Issues and problems:
People with vision impairment may simply use tools that increase the font size, and perhaps the font face and colors, to make the sites easier to read. This can be accomplished by a number of methods, including browser settings or custom style sheets. The subject page contains 24 uses of the FONT tag that specify size in absolute terms, such as FONT SIZE=”2.” Because the font is fixed in size, users are not able to change the size of text, either to compensate for the resolution or size of their device, or because of a visual impairment.
If you insist upon using the FONT tag, use relative size specifications, such as SIZE=+2 rather than SIZE=”5″. Better yet, because the FONT tag is a deprecated element, meaning that it has been removed from the HTML specification and is not expected to be supported in future browsers, don’t use it.

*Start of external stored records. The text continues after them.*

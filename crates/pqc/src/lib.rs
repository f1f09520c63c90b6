//! KEM and signature primitives behind two small trait boundaries.
//!
//! The handshake engine never names a concrete algorithm; it asks the suite
//! registry for a `kem_id`/`sig_id` pair and gets back a `Box<dyn Kem>` /
//! `Box<dyn Signer>` / `Box<dyn Verifier>`. Swapping ML-KEM-768 for
//! ML-KEM-1024, or a future real ML-DSA crate in for the Ed25519
//! substitution below, never touches the state machine.

use rand::rngs::OsRng;
use thiserror::Error;

#[derive(Debug, Error)]
pub enum PqcError {
    #[error("KEM encapsulation failed")]
    EncapsulationFailed,
    #[error("KEM decapsulation failed")]
    DecapsulationFailed,
    #[error("signature verification failed")]
    VerificationFailed,
    #[error("malformed key or ciphertext bytes")]
    MalformedInput,
}

/// A key encapsulation mechanism, keyed by the NIST level it targets.
pub trait Kem: Send + Sync {
    fn generate_keypair(&self) -> (Vec<u8>, Vec<u8>);
    fn encapsulate(&self, encapsulation_key: &[u8]) -> Result<(Vec<u8>, [u8; 32]), PqcError>;
    fn decapsulate(&self, decapsulation_key: &[u8], ciphertext: &[u8]) -> Result<[u8; 32], PqcError>;
}

pub trait Signer: Send + Sync {
    fn sign(&self, message: &[u8]) -> Vec<u8>;
    fn public_key_bytes(&self) -> Vec<u8>;
}

pub trait Verifier: Send + Sync {
    fn verify(&self, public_key: &[u8], message: &[u8], signature: &[u8]) -> Result<(), PqcError>;
}

pub mod kem {
    use super::*;
    use ml_kem::kem::{Decapsulate, Encapsulate};
    use ml_kem::{EncodedSizeUser, KemCore, MlKem1024, MlKem512, MlKem768};

    macro_rules! mlkem_backend {
        ($name:ident, $scheme:ty) => {
            pub struct $name;

            impl Kem for $name {
                fn generate_keypair(&self) -> (Vec<u8>, Vec<u8>) {
                    let (dk, ek) = <$scheme>::generate(&mut OsRng);
                    (dk.as_bytes().to_vec(), ek.as_bytes().to_vec())
                }

                fn encapsulate(&self, encapsulation_key: &[u8]) -> Result<(Vec<u8>, [u8; 32]), PqcError> {
                    let ek = <$scheme as KemCore>::EncapsulationKey::from_bytes(
                        encapsulation_key.try_into().map_err(|_| PqcError::MalformedInput)?,
                    );
                    let (ciphertext, shared_secret) =
                        ek.encapsulate(&mut OsRng).map_err(|_| PqcError::EncapsulationFailed)?;
                    let mut secret = [0u8; 32];
                    secret.copy_from_slice(&shared_secret);
                    Ok((ciphertext.to_vec(), secret))
                }

                fn decapsulate(&self, decapsulation_key: &[u8], ciphertext: &[u8]) -> Result<[u8; 32], PqcError> {
                    let dk = <$scheme as KemCore>::DecapsulationKey::from_bytes(
                        decapsulation_key.try_into().map_err(|_| PqcError::MalformedInput)?,
                    );
                    let ct = ciphertext.try_into().map_err(|_| PqcError::MalformedInput)?;
                    let shared_secret = dk.decapsulate(&ct).map_err(|_| PqcError::DecapsulationFailed)?;
                    let mut secret = [0u8; 32];
                    secret.copy_from_slice(&shared_secret);
                    Ok(secret)
                }
            }
        };
    }

    mlkem_backend!(MlKem512Backend, MlKem512);
    mlkem_backend!(MlKem768Backend, MlKem768);
    mlkem_backend!(MlKem1024Backend, MlKem1024);

    /// Resolve a suite's `kem_param` byte to a concrete backend. `kem_param`
    /// carries the NIST category (1/3/5), matching the `suites` registry.
    pub fn backend_for_param(kem_param: u8) -> Option<Box<dyn Kem>> {
        match kem_param {
            1 => Some(Box::new(MlKem512Backend)),
            3 => Some(Box::new(MlKem768Backend)),
            5 => Some(Box::new(MlKem1024Backend)),
            _ => None,
        }
    }
}

/// ML-DSA-shaped signing slot. No published Rust ML-DSA (FIPS 204) crate
/// was available anywhere in the reference corpus, so this slot is backed
/// by Ed25519 for now — the trait boundary is exactly where a real ML-DSA
/// backend would replace it without touching the handshake engine.
pub mod sig {
    use super::*;
    use ed25519_dalek::{Signature, Signer as DalekSigner, SigningKey, Verifier as DalekVerifier, VerifyingKey};

    pub struct Ed25519Signer {
        signing_key: SigningKey,
    }

    impl Ed25519Signer {
        pub fn generate() -> Self {
            Self { signing_key: SigningKey::generate(&mut OsRng) }
        }

        pub fn from_bytes(bytes: &[u8; 32]) -> Self {
            Self { signing_key: SigningKey::from_bytes(bytes) }
        }
    }

    impl Signer for Ed25519Signer {
        fn sign(&self, message: &[u8]) -> Vec<u8> {
            self.signing_key.sign(message).to_bytes().to_vec()
        }

        fn public_key_bytes(&self) -> Vec<u8> {
            self.signing_key.verifying_key().to_bytes().to_vec()
        }
    }

    pub struct Ed25519Verifier;

    impl Verifier for Ed25519Verifier {
        fn verify(&self, public_key: &[u8], message: &[u8], signature: &[u8]) -> Result<(), PqcError> {
            let vk_bytes: [u8; 32] = public_key.try_into().map_err(|_| PqcError::MalformedInput)?;
            let verifying_key = VerifyingKey::from_bytes(&vk_bytes).map_err(|_| PqcError::MalformedInput)?;
            let sig_bytes: [u8; 64] = signature.try_into().map_err(|_| PqcError::MalformedInput)?;
            let signature = Signature::from_bytes(&sig_bytes);
            verifying_key
                .verify(message, &signature)
                .map_err(|_| PqcError::VerificationFailed)
        }
    }

    /// Every `sig_id`/`sig_param` pair resolves to this one backend today;
    /// the match stays explicit so adding a second backend is a one-line
    /// change here, not a silent fallthrough.
    pub fn verifier_for_param(sig_param: u8) -> Option<Ed25519Verifier> {
        match sig_param {
            1 | 3 | 5 => Some(Ed25519Verifier),
            _ => None,
        }
    }
}

#[cfg(test)]
mod tests {
    use super::kem::*;
    use super::sig::*;
    use super::*;

    #[test]
    fn mlkem768_encapsulate_decapsulate_agree() {
        let backend = MlKem768Backend;
        let (dk, ek) = backend.generate_keypair();
        let (ciphertext, secret_a) = backend.encapsulate(&ek).unwrap();
        let secret_b = backend.decapsulate(&dk, &ciphertext).unwrap();
        assert_eq!(secret_a, secret_b);
    }

    #[test]
    fn backend_for_unknown_param_is_none() {
        assert!(backend_for_param(9).is_none());
    }

    #[test]
    fn ed25519_sign_verify_roundtrip() {
        let signer = Ed25519Signer::generate();
        let message = b"handshake transcript";
        let signature = signer.sign(message);
        let verifier = Ed25519Verifier;
        verifier.verify(&signer.public_key_bytes(), message, &signature).unwrap();
    }

    #[test]
    fn tampered_message_fails_verification() {
        let signer = Ed25519Signer::generate();
        let signature = signer.sign(b"original");
        let verifier = Ed25519Verifier;
        let result = verifier.verify(&signer.public_key_bytes(), b"tampered", &signature);
        assert!(matches!(result, Err(PqcError::VerificationFailed)));
    }
}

Use an external style sheet to specify your font sizes and faces. Not only is the far easier for you to write and maintain, it makes your pages more accessible to those with vision impairments. This is because many browsers have options to disable and override style sheets, meaning that the user can replace your style sheet with one of her own, which may make the text five times larger or change the font face to the one that is most legible to her.
First I will show you the subject page with all of the FONT tags removed and the font size and face specified in the intended style sheet. You can see it here as it appears to most users. Notice that it looks the same as it did when the FONT tags were present. Now, we’ll apply the custom style sheet that our vision-impaired user wants to use. The sheet calls for very large Arial text because that is what she is able to read. When we apply the style sheet this time, it works because no FONT tags are present. Of course, the custom style sheet has no impact upon the text included inside of the images.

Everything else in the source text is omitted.